§ **Exercise goal**
Each entry below needs to be copied exactly, with nothing dropped.

Collected data
================================

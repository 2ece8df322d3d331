//! Error types module
//!
//! This module provides the core error types used throughout the Parakeet
//! application. All errors are unified under the `AppError` enum which can
//! represent upstream-service, cache, validation, and configuration errors.

use std::io;

/// Log level for error reporting
#[derive(Debug, Clone, Copy, PartialEq, Eq)]
pub enum LogLevel {
    /// Debug level - for expected errors like validation failures
    Debug,
    /// Warning level - for recoverable issues like exhausted rate windows
    Warn,
    /// Error level - for unexpected failures
    Error,
}

/// Metadata for error responses - defines how an error should be presented.
/// This trait allows errors to self-describe their HTTP response characteristics.
pub trait ErrorMetadata {
    /// HTTP status code to return
    fn http_status_code(&self) -> u16;

    /// Machine-readable error code (e.g., "UPSTREAM_ERROR")
    fn error_code(&self) -> &'static str;

    /// Whether this error is recoverable (can be retried)
    fn is_recoverable(&self) -> bool;

    /// Suggested action for the client
    fn suggested_action(&self) -> Option<&'static str>;

    /// Client-facing message (may differ from internal error message)
    fn client_message(&self) -> String;

    /// Whether details should be hidden in production
    fn is_sensitive(&self) -> bool;

    /// Log level for this error
    fn log_level(&self) -> LogLevel;
}

#[derive(Debug, thiserror::Error)]
pub enum AppError {
    #[error("Invalid input: {0}")]
    InvalidInput(String),

    #[error("Bad request: {0}")]
    BadRequest(String),

    #[error("Not found: {0}")]
    NotFound(String),

    #[error("Unauthorized: {0}")]
    Unauthorized(String),

    #[error("Configuration error: {0}")]
    Configuration(String),

    #[error("{service} error: {message}")]
    Upstream { service: String, message: String },

    #[error("Cache error: {0}")]
    Cache(String),

    #[error("Internal error: {0}")]
    Internal(String),

    #[error("Internal error with source")]
    InternalWithSource {
        message: String,
        #[source]
        source: anyhow::Error,
    },
}

impl AppError {
    /// Shorthand for an upstream-service failure.
    pub fn upstream(service: impl Into<String>, message: impl ToString) -> Self {
        AppError::Upstream {
            service: service.into(),
            message: message.to_string(),
        }
    }
}

impl From<anyhow::Error> for AppError {
    fn from(err: anyhow::Error) -> Self {
        AppError::InternalWithSource {
            message: err.to_string(),
            source: err,
        }
    }
}

impl From<io::Error> for AppError {
    fn from(err: io::Error) -> Self {
        AppError::Internal(format!("IO error: {}", err))
    }
}

impl From<serde_json::Error> for AppError {
    fn from(err: serde_json::Error) -> Self {
        AppError::InvalidInput(format!("JSON parsing error: {}", err))
    }
}

impl From<validator::ValidationErrors> for AppError {
    fn from(err: validator::ValidationErrors) -> Self {
        AppError::InvalidInput(format!("Validation error: {}", err))
    }
}

/// Static metadata for each variant: (http_status, error_code, recoverable,
/// suggested_action, sensitive, log_level). client_message stays per-variant
/// for dynamic content.
fn app_error_static_metadata(
    err: &AppError,
) -> (
    u16,
    &'static str,
    bool,
    Option<&'static str>,
    bool,
    LogLevel,
) {
    match err {
        AppError::InvalidInput(_) => (
            400,
            "INVALID_INPUT",
            false,
            Some("Check request parameters and try again"),
            false,
            LogLevel::Debug,
        ),
        AppError::BadRequest(_) => (
            400,
            "BAD_REQUEST",
            false,
            Some("Check request format and parameters"),
            false,
            LogLevel::Debug,
        ),
        AppError::NotFound(_) => (
            404,
            "NOT_FOUND",
            false,
            Some("Verify the resource exists"),
            false,
            LogLevel::Debug,
        ),
        AppError::Unauthorized(_) => (
            401,
            "UNAUTHORIZED",
            false,
            Some("Check the service API key"),
            false,
            LogLevel::Debug,
        ),
        AppError::Configuration(_) => (
            500,
            "CONFIGURATION_ERROR",
            false,
            Some("Fix the service configuration and restart"),
            true,
            LogLevel::Error,
        ),
        AppError::Upstream { .. } => (
            502,
            "UPSTREAM_ERROR",
            true,
            Some("Retry after a short delay"),
            true,
            LogLevel::Error,
        ),
        AppError::Cache(_) => (
            500,
            "CACHE_ERROR",
            true,
            Some("Retry after a short delay"),
            true,
            LogLevel::Error,
        ),
        AppError::Internal(_) => (
            500,
            "INTERNAL_ERROR",
            true,
            Some("Retry after a short delay"),
            true,
            LogLevel::Error,
        ),
        AppError::InternalWithSource { .. } => (
            500,
            "INTERNAL_ERROR",
            true,
            Some("Retry after a short delay"),
            true,
            LogLevel::Error,
        ),
    }
}

impl ErrorMetadata for AppError {
    fn http_status_code(&self) -> u16 {
        app_error_static_metadata(self).0
    }

    fn error_code(&self) -> &'static str {
        app_error_static_metadata(self).1
    }

    fn is_recoverable(&self) -> bool {
        app_error_static_metadata(self).2
    }

    fn suggested_action(&self) -> Option<&'static str> {
        app_error_static_metadata(self).3
    }

    fn is_sensitive(&self) -> bool {
        app_error_static_metadata(self).4
    }

    fn log_level(&self) -> LogLevel {
        app_error_static_metadata(self).5
    }

    fn client_message(&self) -> String {
        match self {
            AppError::InvalidInput(msg) => msg.clone(),
            AppError::BadRequest(msg) => msg.clone(),
            AppError::NotFound(msg) => msg.clone(),
            AppError::Unauthorized(msg) => msg.clone(),
            AppError::Configuration(_) => "Service misconfigured".to_string(),
            AppError::Upstream { service, .. } => {
                format!("Failed to reach upstream service: {}", service)
            }
            AppError::Cache(_) => "Failed to access cache".to_string(),
            AppError::Internal(_) => "Internal server error".to_string(),
            AppError::InternalWithSource { .. } => "Internal server error".to_string(),
        }
    }
}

================================

§ **Exercise answer**
repository 2ece8df322d3d331
//! Error types module
//!
//! This module provides the core error types used throughout the Parakeet
//! application. All errors are unified under the `AppError` enum which can
//! represent upstream-service, cache, validation, and configuration errors.

use std::io;

/// Log level for error reporting
#[derive(Debug, Clone, Copy, PartialEq, Eq)]
pub enum LogLevel {
    /// Debug level - for expected errors like validation failures
    Debug,
    /// Warning level - for recoverable issues like exhausted rate windows
    Warn,
    /// Error level - for unexpected failures
    Error,
}

/// Metadata for error responses - defines how an error should be presented.
/// This trait allows errors to self-describe their HTTP response characteristics.
pub trait ErrorMetadata {
    /// HTTP status code to return
    fn http_status_code(&self) -> u16;

    /// Machine-readable error code (e.g., "UPSTREAM_ERROR")
    fn error_code(&self) -> &'static str;

    /// Whether this error is recoverable (can be retried)
    fn is_recoverable(&self) -> bool;

    /// Suggested action for the client
    fn suggested_action(&self) -> Option<&'static str>;

    /// Client-facing message (may differ from internal error message)
    fn client_message(&self) -> String;

    /// Whether details should be hidden in production
    fn is_sensitive(&self) -> bool;

    /// Log level for this error
    fn log_level(&self) -> LogLevel;
}

#[derive(Debug, thiserror::Error)]
pub enum AppError {
    #[error("Invalid input: {0}")]
    InvalidInput(String),

    #[error("Bad request: {0}")]
    BadRequest(String),

    #[error("Not found: {0}")]
    NotFound(String),

    #[error("Unauthorized: {0}")]
    Unauthorized(String),

    #[error("Configuration error: {0}")]
    Configuration(String),

    #[error("{service} error: {message}")]
    Upstream { service: String, message: String },

    #[error("Cache error: {0}")]
    Cache(String),

    #[error("Internal error: {0}")]
    Internal(String),

    #[error("Internal error with source")]
    InternalWithSource {
        message: String,
        #[source]
        source: anyhow::Error,
    },
}

impl AppError {
    /// Shorthand for an upstream-service failure.
    pub fn upstream(service: impl Into<String>, message: impl ToString) -> Self {
        AppError::Upstream {
            service: service.into(),
            message: message.to_string(),
        }
    }
}

impl From<anyhow::Error> for AppError {
    fn from(err: anyhow::Error) -> Self {
        AppError::InternalWithSource {
            message: err.to_string(),
            source: err,
        }
    }
}

impl From<io::Error> for AppError {
    fn from(err: io::Error) -> Self {
        AppError::Internal(format!("IO error: {}", err))
    }
}

impl From<serde_json::Error> for AppError {
    fn from(err: serde_json::Error) -> Self {
        AppError::InvalidInput(format!("JSON parsing error: {}", err))
    }
}

impl From<validator::ValidationErrors> for AppError {
    fn from(err: validator::ValidationErrors) -> Self {
        AppError::InvalidInput(format!("Validation error: {}", err))
    }
}

/// Static metadata for each variant: (http_status, error_code, recoverable,
/// suggested_action, sensitive, log_level). client_message stays per-variant
/// for dynamic content.
fn app_error_static_metadata(
    err: &AppError,
) -> (
    u16,
    &'static str,
    bool,
    Option<&'static str>,
    bool,
    LogLevel,
) {
    match err {
        AppError::InvalidInput(_) => (
            400,
            "INVALID_INPUT",
            false,
            Some("Check request parameters and try again"),
            false,
            LogLevel::Debug,
        ),
        AppError::BadRequest(_) => (
            400,
            "BAD_REQUEST",
            false,
            Some("Check request format and parameters"),
            false,
            LogLevel::Debug,
        ),
        AppError::NotFound(_) => (
            404,
            "NOT_FOUND",
            false,
            Some("Verify the resource exists"),
            false,
            LogLevel::Debug,
        ),
        AppError::Unauthorized(_) => (
            401,
            "UNAUTHORIZED",
            false,
            Some("Check the service API key"),
            false,
            LogLevel::Debug,
        ),
        AppError::Configuration(_) => (
            500,
            "CONFIGURATION_ERROR",
            false,
            Some("Fix the service configuration and restart"),
            true,
            LogLevel::Error,
        ),
        AppError::Upstream { .. } => (
            502,
            "UPSTREAM_ERROR",
            true,
            Some("Retry after a short delay"),
            true,
            LogLevel::Error,
        ),
        AppError::Cache(_) => (
            500,
            "CACHE_ERROR",
            true,
            Some("Retry after a short delay"),
            true,
            LogLevel::Error,
        ),
        AppError::Internal(_) => (
            500,
            "INTERNAL_ERROR",
            true,
            Some("Retry after a short delay"),
            true,
            LogLevel::Error,
        ),
        AppError::InternalWithSource { .. } => (
            500,
            "INTERNAL_ERROR",
            true,
            Some("Retry after a short delay"),
            true,
            LogLevel::Error,
        ),
    }
}

impl ErrorMetadata for AppError {
    fn http_status_code(&self) -> u16 {
        app_error_static_metadata(self).0
    }

    fn error_code(&self) -> &'static str {
        app_error_static_metadata(self).1
    }

    fn is_recoverable(&self) -> bool {
        app_error_static_metadata(self).2
    }

    fn suggested_action(&self) -> Option<&'static str> {
        app_error_static_metadata(self).3
    }

    fn is_sensitive(&self) -> bool {
        app_error_static_metadata(self).4
    }

    fn log_level(&self) -> LogLevel {
        app_error_static_metadata(self).5
    }

    fn client_message(&self) -> String {
        match self {
            AppError::InvalidInput(msg) => msg.clone(),
            AppError::BadRequest(msg) => msg.clone(),
            AppError::NotFound(msg) => msg.clone(),
            AppError::Unauthorized(msg) => msg.clone(),
            AppError::Configuration(_) => "Service misconfigured".to_string(),
            AppError::Upstream { service, .. } => {
                format!("Failed to reach upstream service: {}", service)
            }
            AppError::Cache(_) => "Failed to access cache".to_string(),
            AppError::Internal(_) => "Internal server error".to_string(),
            AppError::InternalWithSource { .. } => "Internal server error".to_string(),
        }
    }
}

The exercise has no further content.